Find the string "items" in the data, then copy every line where it is found.

■ **Data extracted from a collection**:
____________________
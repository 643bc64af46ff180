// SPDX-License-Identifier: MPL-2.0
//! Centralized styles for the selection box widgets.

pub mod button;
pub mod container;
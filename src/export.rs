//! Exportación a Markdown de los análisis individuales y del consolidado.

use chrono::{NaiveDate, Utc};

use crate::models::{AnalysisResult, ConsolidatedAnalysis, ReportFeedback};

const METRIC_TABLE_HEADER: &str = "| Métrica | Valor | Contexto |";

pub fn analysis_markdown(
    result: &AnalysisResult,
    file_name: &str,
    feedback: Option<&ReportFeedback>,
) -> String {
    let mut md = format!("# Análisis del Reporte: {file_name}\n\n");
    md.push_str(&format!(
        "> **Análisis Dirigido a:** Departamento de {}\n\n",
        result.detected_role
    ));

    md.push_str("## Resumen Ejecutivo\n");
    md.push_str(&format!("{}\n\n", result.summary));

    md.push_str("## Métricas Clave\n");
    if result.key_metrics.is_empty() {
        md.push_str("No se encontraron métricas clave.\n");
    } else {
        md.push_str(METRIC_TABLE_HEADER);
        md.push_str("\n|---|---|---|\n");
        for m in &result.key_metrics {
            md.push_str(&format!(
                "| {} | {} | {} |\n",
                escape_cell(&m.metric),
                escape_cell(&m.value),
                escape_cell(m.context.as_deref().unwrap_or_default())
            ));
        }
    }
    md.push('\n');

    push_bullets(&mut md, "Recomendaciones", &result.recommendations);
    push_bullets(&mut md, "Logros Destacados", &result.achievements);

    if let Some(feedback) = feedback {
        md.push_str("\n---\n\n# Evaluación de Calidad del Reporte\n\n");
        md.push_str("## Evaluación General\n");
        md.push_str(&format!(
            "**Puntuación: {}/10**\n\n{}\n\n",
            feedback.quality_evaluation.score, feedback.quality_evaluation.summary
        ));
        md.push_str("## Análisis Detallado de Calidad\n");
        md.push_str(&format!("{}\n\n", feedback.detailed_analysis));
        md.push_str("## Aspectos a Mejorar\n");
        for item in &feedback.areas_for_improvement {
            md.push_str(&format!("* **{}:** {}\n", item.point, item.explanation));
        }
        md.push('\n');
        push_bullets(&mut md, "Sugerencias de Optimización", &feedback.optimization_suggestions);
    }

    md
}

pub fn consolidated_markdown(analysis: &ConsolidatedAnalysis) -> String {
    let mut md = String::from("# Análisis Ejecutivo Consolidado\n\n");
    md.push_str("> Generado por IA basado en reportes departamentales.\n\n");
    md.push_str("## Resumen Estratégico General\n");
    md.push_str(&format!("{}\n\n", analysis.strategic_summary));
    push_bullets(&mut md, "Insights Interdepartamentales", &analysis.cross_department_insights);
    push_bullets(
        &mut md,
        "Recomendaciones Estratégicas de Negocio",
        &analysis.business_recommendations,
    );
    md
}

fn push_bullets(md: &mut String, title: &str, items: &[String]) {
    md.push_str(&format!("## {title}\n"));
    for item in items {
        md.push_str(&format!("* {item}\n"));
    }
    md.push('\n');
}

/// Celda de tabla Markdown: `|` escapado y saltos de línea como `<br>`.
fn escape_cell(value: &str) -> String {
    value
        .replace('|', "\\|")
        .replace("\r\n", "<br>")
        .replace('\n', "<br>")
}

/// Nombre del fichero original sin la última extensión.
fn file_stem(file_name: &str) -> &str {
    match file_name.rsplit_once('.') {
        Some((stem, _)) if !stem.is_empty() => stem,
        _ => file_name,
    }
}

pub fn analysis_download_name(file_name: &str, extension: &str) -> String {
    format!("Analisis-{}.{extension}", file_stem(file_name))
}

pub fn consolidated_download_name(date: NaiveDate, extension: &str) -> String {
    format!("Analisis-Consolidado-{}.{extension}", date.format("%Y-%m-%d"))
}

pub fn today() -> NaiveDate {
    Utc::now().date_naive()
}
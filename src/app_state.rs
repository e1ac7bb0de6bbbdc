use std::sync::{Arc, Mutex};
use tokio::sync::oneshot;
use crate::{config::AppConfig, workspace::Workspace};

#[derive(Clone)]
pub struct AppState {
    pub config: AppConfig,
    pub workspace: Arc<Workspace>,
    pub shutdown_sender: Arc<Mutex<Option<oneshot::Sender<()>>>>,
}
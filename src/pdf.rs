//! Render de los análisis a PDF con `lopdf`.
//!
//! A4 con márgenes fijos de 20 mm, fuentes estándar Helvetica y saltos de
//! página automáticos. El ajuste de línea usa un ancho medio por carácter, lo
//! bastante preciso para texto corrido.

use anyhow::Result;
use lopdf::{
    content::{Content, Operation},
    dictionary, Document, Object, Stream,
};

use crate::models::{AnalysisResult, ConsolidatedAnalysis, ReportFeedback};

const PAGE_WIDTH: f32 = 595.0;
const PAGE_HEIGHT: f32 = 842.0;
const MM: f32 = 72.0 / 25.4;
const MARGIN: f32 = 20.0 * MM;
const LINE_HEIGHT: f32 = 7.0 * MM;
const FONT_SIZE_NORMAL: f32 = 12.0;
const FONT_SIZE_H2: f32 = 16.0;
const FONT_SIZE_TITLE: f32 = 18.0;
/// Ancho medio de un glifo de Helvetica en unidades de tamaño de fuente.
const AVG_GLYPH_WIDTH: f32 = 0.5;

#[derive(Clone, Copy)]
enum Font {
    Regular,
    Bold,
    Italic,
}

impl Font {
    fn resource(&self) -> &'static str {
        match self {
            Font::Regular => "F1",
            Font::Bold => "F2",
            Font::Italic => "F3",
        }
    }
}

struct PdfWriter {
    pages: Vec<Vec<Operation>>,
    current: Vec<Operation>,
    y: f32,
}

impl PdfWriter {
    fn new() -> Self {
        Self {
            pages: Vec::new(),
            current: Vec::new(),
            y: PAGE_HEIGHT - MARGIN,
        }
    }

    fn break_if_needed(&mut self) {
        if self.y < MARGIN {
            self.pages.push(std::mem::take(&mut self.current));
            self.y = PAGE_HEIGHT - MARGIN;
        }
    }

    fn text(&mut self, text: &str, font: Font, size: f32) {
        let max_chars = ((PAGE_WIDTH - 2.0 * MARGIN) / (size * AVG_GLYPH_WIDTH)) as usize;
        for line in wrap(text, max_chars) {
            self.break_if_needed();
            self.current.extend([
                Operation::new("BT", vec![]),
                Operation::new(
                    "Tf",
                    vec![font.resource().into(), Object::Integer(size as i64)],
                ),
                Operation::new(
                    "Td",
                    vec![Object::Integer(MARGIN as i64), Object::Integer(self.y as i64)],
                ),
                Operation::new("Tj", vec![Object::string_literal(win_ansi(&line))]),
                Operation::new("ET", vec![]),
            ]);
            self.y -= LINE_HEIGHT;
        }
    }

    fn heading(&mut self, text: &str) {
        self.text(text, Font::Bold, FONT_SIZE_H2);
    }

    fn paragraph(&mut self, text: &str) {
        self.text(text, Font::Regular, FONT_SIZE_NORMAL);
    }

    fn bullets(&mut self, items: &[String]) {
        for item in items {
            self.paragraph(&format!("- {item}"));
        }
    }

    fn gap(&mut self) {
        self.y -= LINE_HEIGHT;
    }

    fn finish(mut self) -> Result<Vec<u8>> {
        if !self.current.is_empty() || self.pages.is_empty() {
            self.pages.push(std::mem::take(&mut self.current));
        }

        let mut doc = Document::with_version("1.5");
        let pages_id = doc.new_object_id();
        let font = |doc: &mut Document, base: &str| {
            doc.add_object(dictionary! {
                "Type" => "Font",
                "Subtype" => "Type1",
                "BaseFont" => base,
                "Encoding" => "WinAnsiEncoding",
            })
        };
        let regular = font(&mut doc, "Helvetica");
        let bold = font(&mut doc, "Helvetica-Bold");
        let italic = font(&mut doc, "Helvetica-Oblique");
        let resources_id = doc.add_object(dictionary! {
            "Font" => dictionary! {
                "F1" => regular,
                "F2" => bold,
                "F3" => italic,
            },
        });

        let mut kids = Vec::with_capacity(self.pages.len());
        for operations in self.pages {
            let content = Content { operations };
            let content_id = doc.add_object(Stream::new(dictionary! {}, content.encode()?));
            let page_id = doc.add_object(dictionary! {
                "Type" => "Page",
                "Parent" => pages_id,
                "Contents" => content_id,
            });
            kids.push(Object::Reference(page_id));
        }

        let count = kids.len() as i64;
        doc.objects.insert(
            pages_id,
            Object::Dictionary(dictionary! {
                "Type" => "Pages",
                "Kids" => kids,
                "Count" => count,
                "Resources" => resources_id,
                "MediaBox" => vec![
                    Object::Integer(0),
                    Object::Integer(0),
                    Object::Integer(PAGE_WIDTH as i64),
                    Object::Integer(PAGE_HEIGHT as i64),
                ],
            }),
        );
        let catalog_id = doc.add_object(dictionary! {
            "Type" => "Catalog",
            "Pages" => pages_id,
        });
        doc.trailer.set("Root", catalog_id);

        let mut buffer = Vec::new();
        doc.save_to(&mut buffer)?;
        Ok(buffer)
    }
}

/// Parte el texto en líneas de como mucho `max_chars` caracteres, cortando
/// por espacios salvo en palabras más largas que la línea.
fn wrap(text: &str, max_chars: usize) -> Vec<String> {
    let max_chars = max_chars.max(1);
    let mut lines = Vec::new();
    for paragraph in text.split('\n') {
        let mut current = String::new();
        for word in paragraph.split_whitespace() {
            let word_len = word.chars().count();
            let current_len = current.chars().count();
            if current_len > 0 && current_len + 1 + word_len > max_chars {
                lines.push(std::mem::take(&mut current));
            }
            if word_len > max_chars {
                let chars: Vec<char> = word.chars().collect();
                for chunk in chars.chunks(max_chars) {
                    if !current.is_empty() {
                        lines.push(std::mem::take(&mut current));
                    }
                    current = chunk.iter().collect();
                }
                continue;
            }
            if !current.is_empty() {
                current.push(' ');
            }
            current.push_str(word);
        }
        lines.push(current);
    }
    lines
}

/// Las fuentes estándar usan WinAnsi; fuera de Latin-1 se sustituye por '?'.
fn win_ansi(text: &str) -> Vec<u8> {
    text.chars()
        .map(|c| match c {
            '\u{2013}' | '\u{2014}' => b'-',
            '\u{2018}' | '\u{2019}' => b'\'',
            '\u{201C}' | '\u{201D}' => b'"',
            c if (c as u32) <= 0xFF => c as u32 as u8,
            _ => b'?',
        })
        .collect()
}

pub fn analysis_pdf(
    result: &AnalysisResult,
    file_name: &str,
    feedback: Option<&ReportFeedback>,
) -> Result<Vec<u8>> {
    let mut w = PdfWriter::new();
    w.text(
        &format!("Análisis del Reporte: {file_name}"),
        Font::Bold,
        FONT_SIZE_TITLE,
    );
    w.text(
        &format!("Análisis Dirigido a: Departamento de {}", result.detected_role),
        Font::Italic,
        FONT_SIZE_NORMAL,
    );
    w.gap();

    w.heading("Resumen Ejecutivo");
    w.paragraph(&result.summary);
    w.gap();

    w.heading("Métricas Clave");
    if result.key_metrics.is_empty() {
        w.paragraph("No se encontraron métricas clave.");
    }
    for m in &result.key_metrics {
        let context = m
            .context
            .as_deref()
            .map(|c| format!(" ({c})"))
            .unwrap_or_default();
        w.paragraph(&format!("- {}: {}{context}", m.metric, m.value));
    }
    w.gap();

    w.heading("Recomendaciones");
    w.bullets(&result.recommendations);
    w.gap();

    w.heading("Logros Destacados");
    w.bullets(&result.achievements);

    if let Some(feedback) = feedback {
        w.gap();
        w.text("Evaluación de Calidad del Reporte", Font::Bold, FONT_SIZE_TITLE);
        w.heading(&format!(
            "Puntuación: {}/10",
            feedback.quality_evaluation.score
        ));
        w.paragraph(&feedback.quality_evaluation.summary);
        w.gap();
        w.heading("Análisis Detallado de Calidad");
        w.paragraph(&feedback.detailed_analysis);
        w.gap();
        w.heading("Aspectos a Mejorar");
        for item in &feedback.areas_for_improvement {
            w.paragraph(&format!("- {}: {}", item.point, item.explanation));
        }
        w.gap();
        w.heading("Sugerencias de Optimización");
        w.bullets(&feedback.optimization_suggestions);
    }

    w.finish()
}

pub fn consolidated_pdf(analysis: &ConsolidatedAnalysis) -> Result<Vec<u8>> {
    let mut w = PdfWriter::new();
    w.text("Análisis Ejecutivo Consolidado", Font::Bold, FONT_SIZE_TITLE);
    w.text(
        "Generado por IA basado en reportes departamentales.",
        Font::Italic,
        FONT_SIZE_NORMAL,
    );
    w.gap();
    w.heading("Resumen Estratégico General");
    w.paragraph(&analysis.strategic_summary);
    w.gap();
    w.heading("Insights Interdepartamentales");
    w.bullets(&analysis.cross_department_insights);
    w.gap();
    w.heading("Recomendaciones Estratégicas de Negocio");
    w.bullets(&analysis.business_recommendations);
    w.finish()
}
____________________
■ **Result for this task**:
fn push_bullets(md: &mut String, title: &str, items: &[String]) {
    for item in items {
    fn bullets(&mut self, items: &[String]) {
        for item in items {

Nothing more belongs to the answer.